Friday, April 27, 2012

Some Real Fishy Dinners

Still Cloudy in San Diego

This week has been a whirlwind of appointments and meetings, and so dinners have had to be quick, and satisfying.  Yesterday I had some imported porcini mushroom ravioli that I'd picked up at Mona Lisa, some shrimp from the freezer, and home made pesto that I'd made over the weekend.  Put them all together and we had a delicious dinner!  

Pesto Scampi
Serves 4

One 8-ounce package fresh pasta (linguine or fettucine work here, as well as ravioli) cooked al dente
1/3 cup fresh basil pesto
16 jumbo shrimp (you can certainly add a few more if you like)
1/4 cup heavy cream
salt and pepper to taste
Freshly grated Parmigiano Reggiano (optional) for garnish

In a skillet, heat the pesto over medium heat, and add the shrimp, turning the shrimp until they turn pink.  

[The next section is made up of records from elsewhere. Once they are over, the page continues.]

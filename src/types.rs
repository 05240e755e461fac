//! Core type definitions for scipdex
//!
//! Defines the shared vocabulary of the pipeline:
//! - Roles: how an occurrence uses a symbol (definition, import, write, read)
//! - SymbolKind: coarse, heuristic classification of symbols
//! - Range: normalized source location
//! - Record types for the relational store

use serde::{Deserialize, Serialize};

/// SCIP symbol role bitmask values (subset consumed here)
pub const ROLE_DEFINITION: i32 = 0x1;
pub const ROLE_IMPORT: i32 = 0x2;
pub const ROLE_WRITE_ACCESS: i32 = 0x4;
pub const ROLE_READ_ACCESS: i32 = 0x8;

/// How an occurrence uses its symbol. Mutually exclusive; derived from the
/// occurrence's role bitmask by precedence.
#[derive(Debug, Clone, Copy, PartialEq, Eq, Hash, Serialize, Deserialize)]
#[serde(rename_all = "lowercase")]
pub enum Role {
    Definition,
    Import,
    Write,
    Read,
}

impl Role {
    /// Collapse a role bitmask to a single role.
    ///
    /// Precedence: Definition, then Import, then WriteAccess, else ReadAccess.
    pub fn from_bitmask(roles: i32) -> Self {
        if roles & ROLE_DEFINITION != 0 {
            Role::Definition
        } else if roles & ROLE_IMPORT != 0 {
            Role::Import
        } else if roles & ROLE_WRITE_ACCESS != 0 {
            Role::Write
        } else {
            Role::Read
        }
    }

    pub fn as_str(&self) -> &'static str {
        match self {
            Role::Definition => "definition",
            Role::Import => "import",
            Role::Write => "write",
            Role::Read => "read",
        }
    }

    pub fn from_str(s: &str) -> Option<Self> {
        match s {
            "definition" => Some(Role::Definition),
            "import" => Some(Role::Import),
            "write" => Some(Role::Write),
            "read" => Some(Role::Read),
            _ => None,
        }
    }
}

/// Coarse symbol classification, inferred from identifier markers.
///
/// This is intentionally approximate: it comes from string heuristics over
/// the symbol identifier, not from semantic analysis.
#[derive(Debug, Clone, Copy, PartialEq, Eq, Hash, Serialize, Deserialize)]
#[serde(rename_all = "snake_case")]
pub enum SymbolKind {
    Function,
    Class,
    Type,
    Module,
    Variable,
    Unknown,
}

impl SymbolKind {
    pub fn as_str(&self) -> &'static str {
        match self {
            SymbolKind::Function => "function",
            SymbolKind::Class => "class",
            SymbolKind::Type => "type",
            SymbolKind::Module => "module",
            SymbolKind::Variable => "variable",
            SymbolKind::Unknown => "unknown",
        }
    }

    pub fn from_str(s: &str) -> Option<Self> {
        match s {
            "function" => Some(SymbolKind::Function),
            "class" => Some(SymbolKind::Class),
            "type" => Some(SymbolKind::Type),
            "module" => Some(SymbolKind::Module),
            "variable" => Some(SymbolKind::Variable),
            "unknown" => Some(SymbolKind::Unknown),
            _ => None,
        }
    }
}

/// A normalized source range. All four fields are always present; consumers
/// rely on that.
#[derive(Debug, Clone, Copy, PartialEq, Eq, Serialize, Deserialize)]
pub struct Range {
    pub start_line: i32,
    pub start_column: i32,
    pub end_line: i32,
    pub end_column: i32,
}

/// A document row: one per indexed source file that survives filtering.
#[derive(Debug, Clone, Serialize, Deserialize)]
pub struct DocumentRecord {
    pub path: String,
    pub language: String,
    /// Size + mtime of the file on disk, for change detection. Not a
    /// cryptographic hash.
    pub content_hash: String,
}

/// A symbol row: one per defined entity with a resolvable definition
/// occurrence in its document.
#[derive(Debug, Clone, Serialize, Deserialize)]
pub struct SymbolRecord {
    pub document_id: i64,
    /// Opaque fully-qualified identifier from the index format.
    pub symbol: String,
    pub name: String,
    pub kind: SymbolKind,
    pub range: Range,
    pub documentation: Option<String>,
}

/// A reference row: one per occurrence whose symbol resolved to a loaded
/// symbol row.
#[derive(Debug, Clone, Serialize, Deserialize)]
pub struct ReferenceRecord {
    pub symbol_id: i64,
    pub document_id: i64,
    pub role: Role,
    pub range: Range,
}

/// Row counts and size of the relational store.
#[derive(Debug, Clone, Serialize, Deserialize)]
pub struct StoreStats {
    pub documents: u64,
    pub symbols: u64,
    pub references: u64,
    pub indexed_files: u64,
    /// References whose symbol row no longer exists. Integrity rests on the
    /// loader's skip-if-unresolved policy, not a database constraint, so
    /// this is surfaced as a health diagnostic.
    pub orphaned_references: u64,
    pub db_size_bytes: u64,
}

/// Aggregate statistics over the in-memory graph, for diagnostics.
#[derive(Debug, Clone, Serialize, Deserialize)]
pub struct GraphStats {
    pub documents: usize,
    pub symbols: usize,
    pub occurrences: usize,
    pub external_symbols: usize,
    pub tool_name: String,
    pub tool_version: String,
    pub project_root: String,
}

#[cfg(test)]
mod tests {
    use super::*;

    #[test]
    fn test_role_precedence_definition_wins() {
        // Definition beats every other bit, in precedence order.
        assert_eq!(
            Role::from_bitmask(ROLE_DEFINITION | ROLE_WRITE_ACCESS),
            Role::Definition
        );
        assert_eq!(
            Role::from_bitmask(ROLE_DEFINITION | ROLE_IMPORT | ROLE_READ_ACCESS),
            Role::Definition
        );
    }

    #[test]
    fn test_role_precedence_order() {
        assert_eq!(
            Role::from_bitmask(ROLE_IMPORT | ROLE_WRITE_ACCESS | ROLE_READ_ACCESS),
            Role::Import
        );
        assert_eq!(
            Role::from_bitmask(ROLE_WRITE_ACCESS | ROLE_READ_ACCESS),
            Role::Write
        );
        assert_eq!(Role::from_bitmask(ROLE_READ_ACCESS), Role::Read);
        // No bits set still degrades to a read.
        assert_eq!(Role::from_bitmask(0), Role::Read);
    }

    #[test]
    fn test_role_roundtrip() {
        for role in [Role::Definition, Role::Import, Role::Write, Role::Read] {
            assert_eq!(Role::from_str(role.as_str()), Some(role));
        }
        assert_eq!(Role::from_str("invalid"), None);
    }

    #[test]
    fn test_symbol_kind_roundtrip() {
        let kinds = [
            SymbolKind::Function,
            SymbolKind::Class,
            SymbolKind::Type,
            SymbolKind::Module,
            SymbolKind::Variable,
            SymbolKind::Unknown,
        ];
        for kind in kinds {
            assert_eq!(SymbolKind::from_str(kind.as_str()), Some(kind));
        }
        assert_eq!(SymbolKind::from_str(""), None);
    }

    #[test]
    fn test_role_serialization() {
        let json = serde_json::to_string(&Role::Definition).unwrap();
        assert_eq!(json, "\"definition\"");
        let parsed: Role = serde_json::from_str(&json).unwrap();
        assert_eq!(parsed, Role::Definition);
    }
}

Add the cream, and season with salt and pepper to taste.  

Add the pasta to the skillet, and turn the pasta in the sauce, cooking for 2 to 3 minutes. 

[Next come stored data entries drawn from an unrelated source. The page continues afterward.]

//! ランダム終盤局面の生成
//!
//! 初期局面からランダム着手で打ち進め、指定した空きマス数の局面を作る。
//! ベンチマークと検算コーパスの入力源。乱数器を外から渡すため、同じ
//! シードからは常に同じ局面列が得られる。

use rand::Rng;

use crate::bitboard::flip;
use crate::board::Board;
use crate::movegen::{MobilityGenerator, MoveList};
use crate::types::Square;

/// 空きマスが `empties` 個になるまでランダムに打ち進めた局面を返す
///
/// 目標に到達する前に終局（連続パス）した場合は初期局面からやり直す。
/// `empties` は初期局面の空き数（60）以下であること。
pub fn random_endgame<R: Rng>(rng: &mut R, empties: u32) -> Board {
    assert!(
        empties <= Board::INITIAL.empty_count(),
        "empties out of range: {empties}"
    );
    loop {
        if let Some(board) = try_playout(rng, empties) {
            return board;
        }
    }
}

fn try_playout<R: Rng>(rng: &mut R, empties: u32) -> Option<Board> {
    let mut board = Board::INITIAL;
    let mut passed = false;
    while board.empty_count() > empties {
        let moves = legal_moves(board);
        if moves.is_empty() {
            if passed {
                // 終局: 目標の空き数に届かなかった
                return None;
            }
            passed = true;
            board = board.pass();
            continue;
        }
        passed = false;
        let pick = moves.at(rng.random_range(0..moves.len()));
        let flips = flip(board.me, board.op, pick.sq);
        board = board.apply(flips, pick.sq);
    }
    Some(board)
}

fn legal_moves(board: Board) -> MoveList {
    let mut moves = MoveList::new();
    let mut mg = MobilityGenerator::new(board);
    while !mg.completed() {
        let bit = mg.next_bit();
        let sq = Square::from_bit(bit);
        if flip(board.me, board.op, sq) != 0 {
            moves.push(sq, 0);
        }
    }
    moves
}

#[cfg(test)]
mod tests {
    use super::*;
    use rand::SeedableRng;
    use rand_xoshiro::Xoshiro256StarStar;

    #[test]
    fn test_random_endgame_reaches_target() {
        let mut rng = Xoshiro256StarStar::seed_from_u64(7);
        for empties in [0, 4, 10, 20] {
            let board = random_endgame(&mut rng, empties);
            assert_eq!(board.empty_count(), empties);
            assert_eq!(board.me & board.op, 0);
        }
    }

    #[test]
    fn test_random_endgame_is_deterministic() {
        let mut a = Xoshiro256StarStar::seed_from_u64(42);
        let mut b = Xoshiro256StarStar::seed_from_u64(42);
        for _ in 0..8 {
            let x = random_endgame(&mut a, 8);
            let y = random_endgame(&mut b, 8);
            assert_eq!((x.me, x.op), (y.me, y.op));
        }
    }
}
//! 明示スタックエンジン
//!
//! ネイティブ再帰の代わりに、事前確保した固定容量のフレームアリーナを
//! 深さインデックスで使う alpha-beta 状態機械。1タスクあたりのメモリ
//! 上限が固定されるため、ワーカーごとの資源計画が立てやすい。
//!
//! フレームの遷移は INIT → ITERATING → {CUT | PASS | EXHAUSTED}:
//!
//! - 最初の子は継承した全幅窓 `(-beta, -floor)` で探索する
//! - 石数が `null_window_threshold` 未満の深い領域では、2手目以降の子を
//!   幅1の null window `(-(floor+1), -floor)` で検査し、窓内で fail-high
//!   した手だけを全幅で一度だけ再探索する（fail-soft PVS）
//! - 子の解決のたびに `result = max(result, -子の値)`。`result >= beta` で
//!   残りの兄弟を捨てる（beta カット）
//! - 合法手ゼロは直前がパスなら終局、でなければパスして1回だけ再帰
//! - ポップ時、石数が `use_table_threshold` 未満の局面は自分が実際に
//!   探索した窓に対する結果を置換表へ登録する（cut したフレームは
//!   新情報を持たないので登録しない）

use log::trace;

use crate::batch::Problem;
use crate::bitboard::flip;
use crate::board::Board;
use crate::tt::Table;
use crate::types::Value;

use super::frame::{ChildKind, Frame};
use super::SearchParams;

/// ループ1周分の遷移
enum Step {
    /// 子フレームを積む
    Descend(Frame),
    /// 先頭フレームを値で解決する（bool: 置換表へ登録するか）
    Resolve(Value, bool),
}

/// 子フレームの構築依頼
///
/// 親フレームの可変借用中に集めた情報だけを持ち、借用を抜けてから
/// 置換表を引いて `Frame` に変換する。
#[derive(Clone, Copy)]
struct ChildRequest {
    board: Board,
    alpha: Value,
    beta: Value,
    prev_passed: bool,
}

impl ChildRequest {
    fn build(self, table: &Table, params: &SearchParams) -> Frame {
        Frame::child(self.board, self.alpha, self.beta, self.prev_passed, table, params)
    }
}

/// 終盤ソルバ本体
///
/// ワーカー1本が占有する資源一式: 置換表1つとフレームアリーナ1つ。
/// 問題間で共有されるのは置換表の内容だけで、フレームは問題ごとに
/// 使い回す。
pub struct EndgameSolver {
    table: Table,
    stack: Vec<Frame>,
    params: SearchParams,
    nodes: u64,
}

impl EndgameSolver {
    /// 置換表容量とパラメータを指定して作成
    pub fn new(table_capacity: usize, params: SearchParams) -> EndgameSolver {
        EndgameSolver {
            table: Table::new(table_capacity),
            stack: Vec::with_capacity(params.stack_capacity),
            params,
            nodes: 0,
        }
    }

    /// 既定パラメータで作成
    pub fn with_capacity(table_capacity: usize) -> EndgameSolver {
        EndgameSolver::new(table_capacity, SearchParams::default())
    }

    /// 置換表への参照（検査用）
    pub fn table(&self) -> &Table {
        &self.table
    }

    /// これまでに生成したフレーム総数
    pub fn nodes(&self) -> u64 {
        self.nodes
    }

    /// 1問を厳密に解く
    ///
    /// # Panics
    /// 窓が退化している（`alpha >= beta`）、マスクが重なっている、
    /// またはフレームアリーナの容量を使い切った場合。いずれも呼び出し側の
    /// バグであり、リトライ対象ではない。
    pub fn solve(&mut self, problem: &Problem) -> Value {
        assert!(
            problem.alpha < problem.beta,
            "degenerate search window: {} >= {}",
            problem.alpha,
            problem.beta
        );
        assert!(
            problem.board.me & problem.board.op == 0,
            "overlapping occupancy masks"
        );
        self.stack.clear();
        // 根も子と同じ経路で置換表を引く（解決済みの局面は即 cut で返る）
        let root = Frame::child(
            problem.board,
            problem.alpha,
            problem.beta,
            false,
            &self.table,
            &self.params,
        );
        self.push(root);

        loop {
            let step = self.next_step();
            match step {
                Step::Descend(frame) => self.push(frame),
                Step::Resolve(value, record) => {
                    let done = self.stack.pop().expect("resolve on empty stack");
                    if record && done.board.stones() < self.params.use_table_threshold {
                        self.table.update(done.board, done.alpha, done.beta, value);
                    }
                    if self.stack.is_empty() {
                        trace!("solved: value={value} nodes={}", self.nodes);
                        return value;
                    }
                    if let Some(research) = self.absorb(value) {
                        self.push(research);
                    }
                }
            }
        }
    }

    /// 先頭フレームを1歩進めて次の遷移を決める
    ///
    /// 子を積む場合はカーソルと `pending` を先に更新してから、
    /// スタックの可変借用を抜けて子フレームを構築する。
    fn next_step(&mut self) -> Step {
        let params = self.params;
        let request: ChildRequest;
        {
            let top = self.stack.last_mut().expect("step on empty stack");
            if top.cut {
                // 置換表だけで決着済み
                return Step::Resolve(top.result, false);
            }
            if top.moves.is_empty() {
                if top.prev_passed {
                    // 両者パス: 終局
                    return Step::Resolve(top.board.final_score(), true);
                }
                if top.cursor > 0 {
                    return Step::Resolve(top.result, true);
                }
                // パスして1回だけ再帰
                top.cursor = 1;
                top.pending = ChildKind::Full;
                request = ChildRequest {
                    board: top.board.pass(),
                    alpha: -top.beta,
                    beta: -top.floor(),
                    prev_passed: true,
                };
            } else if top.cursor < top.moves.len() {
                let mv = top.moves.at(top.cursor);
                top.cursor += 1;
                let first = top.cursor == 1;
                let floor = top.floor();
                let flips = flip(top.board.me, top.board.op, mv.sq);
                debug_assert!(flips != 0, "ordered move list holds a legal move");
                let child_board = top.board.apply(flips, mv.sq);
                let deep = top.board.stones() < params.null_window_threshold;
                if deep && !first {
                    top.pending = ChildKind::Probe { floor, sq: mv.sq };
                    request = ChildRequest {
                        board: child_board,
                        alpha: -(floor + 1),
                        beta: -floor,
                        prev_passed: false,
                    };
                } else {
                    top.pending = ChildKind::Full;
                    request = ChildRequest {
                        board: child_board,
                        alpha: -top.beta,
                        beta: -floor,
                        prev_passed: false,
                    };
                }
            } else {
                return Step::Resolve(top.result, true);
            }
        }
        Step::Descend(request.build(&self.table, &params))
    }

    /// 解決済みの子の値を親に折り込む
    ///
    /// null window probe が窓内で fail-high した場合は、その手の全幅
    /// 再探索フレームを返す（それ以外はNone）。
    fn absorb(&mut self, child_value: Value) -> Option<Frame> {
        let params = self.params;
        let parent = self.stack.last_mut().expect("absorb without parent");
        let score = -child_value;
        if let ChildKind::Probe { floor, sq } = parent.pending {
            if score > floor && score < parent.beta {
                // probe が下界 score を証明した手だけ全幅で開き直す
                parent.result = parent.result.max(score);
                parent.pending = ChildKind::Research;
                let flips = flip(parent.board.me, parent.board.op, sq);
                let request = ChildRequest {
                    board: parent.board.apply(flips, sq),
                    alpha: -parent.beta,
                    beta: -parent.floor(),
                    prev_passed: false,
                };
                return Some(request.build(&self.table, &params));
            }
        }
        parent.result = parent.result.max(score);
        if parent.result >= parent.beta {
            // beta カット: 残りの兄弟を捨てて次の訪問で解決させる。
            // パスフレームは moves が空で cursor=1 が「パス済み」の印
            // なので、カーソルを巻き戻してはならない
            parent.cursor = parent.cursor.max(parent.moves.len());
        }
        None
    }

    /// フレームを積み、ノード数を数える
    fn push(&mut self, frame: Frame) {
        assert!(
            self.stack.len() < self.params.stack_capacity,
            "search stack overflow (capacity {})",
            self.params.stack_capacity
        );
        self.nodes += 1;
        self.stack.push(frame);
    }
}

 Serve the pasta garnished with cheese if desired.

Cook's Note: Italians do not serve cheese over seafood pastas, but I think that the cheese gives the dish a bit of a lift.    

Beautiful sunsets

Tonight I had some gorgeous wild Alaskan halibut from Pt.Loma Seafoods.  I made my signature 10 minute fish, baked with crispy crumbs, in a garlic, oil and lemon sauce. This is a simple, delicious way to serve fish to your family, and it only takes 10 minutes in a 400 degree oven.  

Ten Minute Fish
Serves 4

3 tablespoons unsalted butter, melted
3 tablespoons extra virgin olive oil
2 cloves garlic, minced
1 teaspoon Old Bay Seasoning
2 tablespoons fresh lemon juice

1 1/3 pound thick fleshed fish (halibut, cod, salmon, sea bass)
1 cup fresh bread crumbs
1/2 cup freshly grated Parmigiano Reggiano
2 tablespoons finely chopped Italian parsley
3 leaves fresh basil, finely chopped 

Preheat the oven to 400 degrees.  In a small bowl, combine the butter, oil, garlic, Old Bay and lemon juice.   Pour 2 tablespoons of the mixture into the bottom of a baking dish, and reserve the rest.  
Lay the fish into the pan, and drizzle another tablespoon or two of the butter mixture over the fish.  In a bowl, toss together the bread crumbs, cheese, parsley and basil.  Press the mixture onto the fish and drizzle with the remaining garlic butter mixture.  Bake the fish for 10 to 12 minutes, until the center registers 165 degrees on an instant read meat thermometer.  Allow the fish to rest for 5 minutes before cutting into portions and serving with lemon wedges. 

Halibut is a great fish to try for a first timer; it tastes like chicken---no kidding!  The rule of thumb for cooking fish is 10 minutes per inch of thickness of the fish.  The only exception to that rule is sea bass with a different protein structure---it will cook twice as long, and not dry out.